Collecting and Distributing High-Resolution Crypto Market Data with AWS ECS, S3, Athena, Lambda, and Data Exchange

Published in

Floating Point Group

14 min readDec 5, 2019

Floating Point Group is on a mission to bring institutional-grade trading services to the world of cryptocurrency. The need and demand for financial infrastructure designed specifically for trading digital assets may not be obvious. There’s a rather pervasive narrative that these coins and tokens are effectively just “natively digital” counterparts to traditional assets like currencies, commodities, equities, and fixed income. This narrative often manifests in the form of pithy one-liners recycled by pundits attempting to communicate the value proposition of various projects in the space (e.g. “bitcoin is just a currency with an algorithmically-controlled, tamper-proof monetary policy” or “ether is just a commodity like gasoline that can be used to pay for computational work on a global computer”). So unsurprisingly, we at FPG are often asked “What’s so special about cryptocurrencies that they warrant dedicated financial services? Why do we need solutions for problems that have already been solved?”

The truth is that these assets and the widespread public interest surrounding them are entirely unprecedented. The decentralized ledger technology that serves as an immutable record of network transactions, the clever use of proof-of-work algorithms to economically incentivize rational actors to help uphold the security of the network¹, the irreversible nature of transactions which poses unique legal challenges in cases such as human error or extortion, the precariousness of self-custody (third-party custody solutions don’t exactly have track records that inspire trust), the regulatory uncertainties that come with the difficulty of both classifying these assets as well as arbitrating their exchange which must ultimately be reconciled by entities like the IRS, SEC, and CFTC… It is all very new, and very weird. With 24hr market volume regularly exceeding $100 billion, we decided to direct our focus towards problems related specifically to trading these assets. Granted, crypto trading has undoubtedly matured since the days of bartering for Bitcoin in web forums and witnessing 10% price spreads between international exchanges. But there is still a long path ahead.
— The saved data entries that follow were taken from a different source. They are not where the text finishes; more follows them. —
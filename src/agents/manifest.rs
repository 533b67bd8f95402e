//! Dependency manifest upkeep for generated artifacts.
//!
//! New third-party imports are appended to `requirements.txt` as
//! `<package>>=0.0.0`. Standard library, relative and first-party modules are
//! never added, and neither is anything the manifest already declares.

use std::collections::HashSet;
use std::fs::OpenOptions;
use std::io::Write;
use std::path::Path;

use tracing::info;

use crate::errors::PipelineError;
use crate::gates::python::PythonModule;

pub const MANIFEST_FILE: &str = "requirements.txt";

/// Top-level modules shipped with CPython 3.
const STDLIB_MODULES: &[&str] = &[
    "__future__", "_thread", "abc", "aifc", "argparse", "array", "ast", "asynchat", "asyncio",
    "asyncore", "atexit", "audioop", "base64", "bdb", "binascii", "bisect", "builtins", "bz2",
    "calendar", "cgi", "cgitb", "chunk", "cmath", "cmd", "code", "codecs", "codeop",
    "collections", "colorsys", "compileall", "concurrent", "configparser", "contextlib",
    "contextvars", "copy", "copyreg", "cProfile", "crypt", "csv", "ctypes", "curses",
    "dataclasses", "datetime", "dbm", "decimal", "difflib", "dis", "doctest", "email",
    "encodings", "ensurepip", "enum", "errno", "faulthandler", "fcntl", "filecmp", "fileinput",
    "fnmatch", "fractions", "ftplib", "functools", "gc", "getopt", "getpass", "gettext", "glob",
    "graphlib", "grp", "gzip", "hashlib", "heapq", "hmac", "html", "http", "imaplib", "imghdr",
    "importlib", "inspect", "io", "ipaddress", "itertools", "json", "keyword", "lib2to3",
    "linecache", "locale", "logging", "lzma", "mailbox", "mailcap", "marshal", "math",
    "mimetypes", "mmap", "modulefinder", "msvcrt", "multiprocessing", "netrc", "nntplib",
    "numbers", "operator", "optparse", "os", "ossaudiodev", "pathlib", "pdb", "pickle",
    "pickletools", "pipes", "pkgutil", "platform", "plistlib", "poplib", "posix", "pprint",
    "profile", "pstats", "pty", "pwd", "py_compile", "pyclbr", "pydoc", "queue", "quopri",
    "random", "re", "readline", "reprlib", "resource", "rlcompleter", "runpy", "sched",
    "secrets", "select", "selectors", "shelve", "shlex", "shutil", "signal", "site", "smtplib",
    "sndhdr", "socket", "socketserver", "spwd", "sqlite3", "ssl", "stat", "statistics",
    "string", "stringprep", "struct", "subprocess", "sunau", "symtable", "sys", "sysconfig",
    "syslog", "tabnanny", "tarfile", "telnetlib", "tempfile", "termios", "textwrap",
    "threading", "time", "timeit", "tkinter", "token", "tokenize", "tomllib", "trace",
    "traceback", "tracemalloc", "tty", "turtle", "types", "typing", "unicodedata", "unittest",
    "urllib", "uu", "uuid", "venv", "warnings", "wave", "weakref", "webbrowser", "winreg",
    "winsound", "wsgiref", "xdrlib", "xml", "xmlrpc", "zipapp", "zipfile", "zipimport", "zlib",
    "zoneinfo",
];

pub fn is_stdlib(module: &str) -> bool {
    STDLIB_MODULES.contains(&module)
}

/// A module or package with this name exists in `dir`.
fn is_local_module(dir: &Path, module: &str) -> bool {
    dir.join(format!("{}.py", module)).is_file() || dir.join(module).is_dir()
}

/// PEP 503 style normalization so `Foo_Bar` and `foo-bar` compare equal.
fn normalize(name: &str) -> String {
    name.trim().to_lowercase().replace(['_', '.'], "-")
}

/// Package names declared in manifest `content`, normalized.
fn declared_packages(content: &str) -> HashSet<String> {
    content
        .lines()
        .map(|line| line.split('#').next().unwrap_or("").trim())
        .filter(|line| !line.is_empty() && !line.starts_with('-'))
        .filter_map(|line| {
            line.split(|c: char| "=<>!~[;@ ".contains(c))
                .next()
                .filter(|name| !name.is_empty())
                .map(normalize)
        })
        .collect()
}

/// Imports in `new` that were not already imported by `old` and need a
/// manifest entry.
pub fn new_third_party_imports(
    workdir: &Path,
    source_root: &Path,
    old: &str,
    new: &str,
) -> Vec<String> {
    let before: HashSet<String> = PythonModule::parse(old)
        .map(|m| m.imported_roots().into_iter().collect())
        .unwrap_or_default();
    let Ok(module) = PythonModule::parse(new) else {
        return Vec::new();
    };
    module
        .imported_roots()
        .into_iter()
        .filter(|root| !before.contains(root))
        .filter(|root| !is_stdlib(root))
        .filter(|root| !is_local_module(workdir, root) && !is_local_module(source_root, root))
        .collect()
}

/// Append one line per missing package to `<workdir>/requirements.txt`.
/// Returns the packages that were added.
pub fn update_requirements(
    workdir: &Path,
    source_root: &Path,
    old: &str,
    new: &str,
) -> Result<Vec<String>, PipelineError> {
    let candidates = new_third_party_imports(workdir, source_root, old, new);
    if candidates.is_empty() {
        return Ok(Vec::new());
    }

    let path = workdir.join(MANIFEST_FILE);
    let existing = match std::fs::read_to_string(&path) {
        Ok(text) => text,
        Err(e) if e.kind() == std::io::ErrorKind::NotFound => String::new(),
        Err(e) => return Err(PipelineError::io(&path, e)),
    };
    let declared = declared_packages(&existing);
    let added: Vec<String> = candidates
        .into_iter()
        .filter(|pkg| !declared.contains(&normalize(pkg)))
        .collect();
    if added.is_empty() {
        return Ok(added);
    }

    let mut file = OpenOptions::new()
        .create(true)
        .append(true)
        .open(&path)
        .map_err(|e| PipelineError::io(&path, e))?;
    let mut block = String::new();
    if !existing.is_empty() && !existing.ends_with('\n') {
        block.push('\n');
    }
    for pkg in &added {
        block.push_str(&format!("{}>=0.0.0\n", pkg));
    }
    file.write_all(block.as_bytes())
        .map_err(|e| PipelineError::io(&path, e))?;

    info!(manifest = %path.display(), packages = ?added, "requirements updated");
    Ok(added)
}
One major pain point we are aiming to address for institutional traders involves liquidity (or more precisely, the lack thereof). Simply put, the buying and selling of cryptocurrencies occurs across many different trading venues (i.e. exchanges), and liquidity (i.e. the offers to buy or sell a certain quantity of an asset at a certain price) only continues to become more fragmented as new exchanges emerge. So say we’re trying to buy 100 bitcoins. We must buy from people who are willing to sell. As we take the best (i.e. cheapest) offers, we’re left with increasingly expensive offers. By the time we fill our order (i.e. buy all 100 bitcoins), we may have paid a much higher average price than, say, the price we paid for the first bitcoin of our order. This phenomenon is referred to as “slippage.” One easy way to minimize slippage is by expanding your search for offers. So rather than looking at the offers on just one exchange, look at the offers across hundreds of exchanges. This process, traditionally referred to as “smart order routing” (SOR), is one of the core services we provide. By actively monitoring liquidity across dozens of exchanges, our smart order routing service allows traders to frictionlessly submit orders that our system can then match against the best offers available across multiple trading venues.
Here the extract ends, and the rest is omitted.